O Sol, a Lua e as Estrelas
Era assim, numa inocência pueril e com sabor a rebuçados de laranja e tangerina, que contrariado e já derrotado, pegava nos lápis de cor, para cumprir a tarefa ditada pela Senhora Professora, na Escola Primária da minha terra.
Não gostava de desenhar, nunca lhe ganhei o jeito e sempre detestei fazer aquilo que sei nunca vir a conseguir fazer bem feito.
Era um pouco ingrato. A vida tem esse condão de nos desgraçar as expectativas de justiça e facilidade. O meu colega de carteira, pouco dado às letras, safava-se bem a copiar as redacções por mim. A professora fingia que ele não tinha copiado, corrigia-lhe, apenas, os erros ortográficos, que por vezes também copiava por mim, e lá ia ele, feliz, para o recreio, desgraçar as canelas dos colegas. O jeito para a bola era mais ou menos semelhante ao do jeito para as letras mas, imprimia mais força aos pés do que à esferográfica e quem o pagava eram as “canetas” do adversário. Não havia árbitro e só era declarada falta se fosse feita “queixinha” à professora. Íamos sobrevivendo.
Quanto a desenhar, o rapaz desenhava mais ou menos bem. Fazia burros de perfil, montanhas com neve, árvores com maçãs e toda uma panóplia de flores e casario que dava para vinte ou trinta desenhos… Num só dava para eu me safar o ano inteiro. O problema é que ele tinha habilidade para o desenho e para desenhar as minhas redações com a caligrafia dele… Mas eu, era um canastrão semelhante a hoje, na escrita, e igualmente no desenho… ou pior… Copiar o desenho dele era como olhar para a realidade e desenhar. O burro via-me melhor do que eu via o burro. A mão vacilava e os burros saiam mais tremidos que as fotografias que o fotografo da vila tirava depois da boda dos casamentos. A vinhaça desfoca tudo.
Desta triste realidade resultava que eu me limitava a fazer desenhos com uma casa, uma janela quase redonda, uma porta fechada, um telhado de duas águas, uma chaminé com fumo… um caminho, uma flor maior que a casa, uma nuvem, e no céu azul havia o Sol a Lua e as Estrelas.

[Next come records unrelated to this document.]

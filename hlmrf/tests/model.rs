use float_eq::assert_float_eq;
use hlmrf::prelude::*;
use hlmrf::*;
use hlmrf_core::{ReasonerError, TermKind, TermStore};

//

#[test]
fn test_atom_store()
{
    let _ = env_logger::builder().is_test(true).try_init();

    let mut atoms = AtomStore::<f64>::new();
    let x = atoms.add_random("X", 0.25).unwrap();
    let y = atoms.add_observed("Y", 1.).unwrap();

    assert_eq!(atoms.len(), 2);
    assert_eq!(atoms.id("Y"), Some(y));
    assert_eq!(atoms.id("Z"), None);
    assert_eq!(atoms.name(x).unwrap(), "X");
    assert!(!atoms.is_observed(x).unwrap());
    assert!(atoms.is_observed(y).unwrap());
    assert_eq!(atoms.values(), &[0.25, 1.]);

    atoms.set_value(x, 0.75).unwrap();
    assert_eq!(atoms.value(x).unwrap(), 0.75);

    assert!(matches!(atoms.add_random("X", 0.5), Err(ModelError::DuplicateAtom(n)) if n == "X"));
    assert!(matches!(atoms.add_random("W", 1.5), Err(ModelError::AtomValueOutOfRange { atom: 2 })));
    assert!(matches!(atoms.add_observed("W", f64::NAN), Err(ModelError::AtomValueOutOfRange { .. })));
    assert!(matches!(atoms.set_value(x, -0.1), Err(ModelError::AtomValueOutOfRange { atom: 0 })));
    assert!(matches!(atoms.value(AtomId(5)), Err(ModelError::UnknownAtom { atom: 5, len: 2 })));

    let names: Vec<&str> = atoms.iter().map(|(_, n, _)| n).collect();
    assert_eq!(names, vec!["X", "Y"]);
}

#[test]
fn test_ground_errors()
{
    let _ = env_logger::builder().is_test(true).try_init();

    let mut model = Model::<f64>::new();
    let x = model.atoms_mut().add_random("X", 0.5).unwrap();
    let r = model.add_loss_rule("r", 1., true, false).unwrap();

    assert!(matches!(
        model.ground(RuleId(3), LinearExpr::new().atom(x, 1.)),
        Err(ModelError::Reasoner(ReasonerError::UnknownRule { rule: 3, .. }))
    ));
    assert!(matches!(
        model.ground(r, LinearExpr::new().atom(AtomId(9), 1.)),
        Err(ModelError::UnknownAtom { atom: 9, .. })
    ));
    assert!(matches!(
        model.add_loss_rule("neg", -1., true, false),
        Err(ModelError::Reasoner(ReasonerError::InvalidWeight { .. }))
    ));
    assert!(model.ground_rules().is_empty());

    model.ground(r, LinearExpr::new().atom(x, 1.)).unwrap();
    assert_eq!(model.ground_rules().len(), 1);
    model.clear_groundings();
    assert!(model.ground_rules().is_empty());
}

#[test]
fn test_process_hyperplane()
{
    let _ = env_logger::builder().is_test(true).try_init();

    let mut atoms = AtomStore::<f64>::new();
    let x = atoms.add_random("X", 0.5).unwrap();
    let y = atoms.add_random("Y", 0.5).unwrap();
    let o = atoms.add_observed("O", 0.4).unwrap();

    // 2x + 0.5 o - y + x + 0.3 = 3x - y + 0.5  ->  3x - y = -0.5
    let e = LinearExpr::new().atom(x, 2.).atom(o, 0.5).atom(y, -1.).atom(x, 1.).constant(0.3);
    let hp = TermGenerator::process_hyperplane(&e, &atoms, false).unwrap().unwrap();
    assert_eq!(hp.atoms(), &[0, 1]);
    assert_eq!(hp.coeffs(), &[3., -1.]);
    assert_float_eq!(hp.constant(), -0.5, abs <= 1e-12);

    // x cancels
    let e = LinearExpr::new().atom(x, 0.5).atom(y, 1.).atom(x, -0.5);
    let hp = TermGenerator::process_hyperplane(&e, &atoms, false).unwrap().unwrap();
    assert_eq!(hp.atoms(), &[1]);

    // only observed atoms and constants
    let e = LinearExpr::new().atom(o, 1.).constant(-1.);
    assert!(TermGenerator::process_hyperplane(&e, &atoms, false).unwrap().is_none());
    let e = LinearExpr::new().atom(x, 1.).atom(x, -1.);
    assert!(TermGenerator::process_hyperplane(&e, &atoms, false).unwrap().is_none());

    // x cancels in a hinge as well, and max(0, 1 - y) is still a potential
    let e = LinearExpr::new().constant(1.).atom(x, -1.).atom(y, -1.).atom(x, 1.);
    let hp = TermGenerator::process_hyperplane(&e, &atoms, true).unwrap().unwrap();
    assert_eq!(hp.atoms(), &[1]);
    assert_eq!(hp.coeffs(), &[-1.]);
    let e = LinearExpr::new().atom(x, 1.).atom(x, -1.).atom(y, 1.).constant(-0.5);
    let hp = TermGenerator::process_hyperplane(&e, &atoms, true).unwrap().unwrap();
    assert_eq!(hp.atoms(), &[1]);
    assert_float_eq!(hp.constant(), 0.5, abs <= 1e-12);

    // a hinge that is zero on the whole box: max(0, x - y - 1), max(0, -x - 2 o)
    let e = LinearExpr::new().atom(x, 1.).atom(y, -1.).constant(-1.);
    assert!(TermGenerator::process_hyperplane(&e, &atoms, true).unwrap().is_none());
    assert!(TermGenerator::process_hyperplane(&e, &atoms, false).unwrap().is_some());
    let e = LinearExpr::new().atom(x, -1.).atom(o, -2.);
    assert!(TermGenerator::process_hyperplane(&e, &atoms, true).unwrap().is_none());

    // active only at the corner x = y = 1: kept
    let e = LinearExpr::new().atom(x, 1.).atom(y, 1.).constant(-1.9);
    assert!(TermGenerator::process_hyperplane(&e, &atoms, true).unwrap().is_some());

    let e = LinearExpr::new().atom(x, f64::INFINITY);
    assert!(matches!(
        TermGenerator::process_hyperplane(&e, &atoms, false),
        Err(ModelError::Reasoner(ReasonerError::NonFinite(_)))
    ));
}

#[test]
fn test_generate()
{
    let _ = env_logger::builder().is_test(true).try_init();

    let mut model = Model::<f64>::new();
    let x = model.atoms_mut().add_random("X", 0.5).unwrap();
    let y = model.atoms_mut().add_random("Y", 0.5).unwrap();
    let o = model.atoms_mut().add_observed("O", 1.).unwrap();

    let shapes = [(false, false), (true, false), (false, true), (true, true)];
    let mut loss = Vec::new();
    for (hinge, squared) in shapes {
        loss.push(model.add_loss_rule("loss", 1., hinge, squared).unwrap());
    }
    let c = model.add_constraint_rule("c", Comparator::Lte);

    for r in loss.iter() {
        model.ground(*r, LinearExpr::new().atom(x, 1.).atom(y, -1.)).unwrap();
    }
    model.ground(c, LinearExpr::new().atom(x, 1.).atom(y, 1.).constant(-1.)).unwrap();
    model.ground(c, LinearExpr::new().atom(o, 1.).constant(-1.)).unwrap();

    let mut store = TermStore::new();
    let n = TermGenerator::generate(&model, &mut store).unwrap();
    assert_eq!(n, 5);
    assert_eq!(store.num_atoms(), 3);
    assert!(store.records(o.0).is_empty());

    let kinds: Vec<TermKind> = store.terms().iter().map(|t| t.kind()).collect();
    assert_eq!(kinds, vec![
        TermKind::LinearLoss,
        TermKind::HingeLoss,
        TermKind::SquaredLinearLoss,
        TermKind::SquaredHingeLoss,
        TermKind::LinearConstraint(Comparator::Lte),
    ]);
    assert_eq!(store.terms()[4].hyperplane().constant(), 1.);
    assert_eq!(store.rule_terms(c).count(), 1);
}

Não, recuso-me a submeter-me a análises psicoterapêuticas. Para me dizerem que sou tolo ia ao confessionário do estupor do padre ou vou à Bruxa. Obrigado
Hoje fiz esta fotografia. No entardecer, enquanto das águas palustres e pejadas de jacintos, da Ribeira de Espinhel, saiam enxames de mosquitos com vontades sexuais de me mastigar, percebi, finalmente, que o Sol é uma Estrela. Ainda me apeteceu desenhar burros mas é melhor não…
Desculpem… Os tolos também podem descobrir coisas novas e, no peito de um mau desenhador também bate um coração.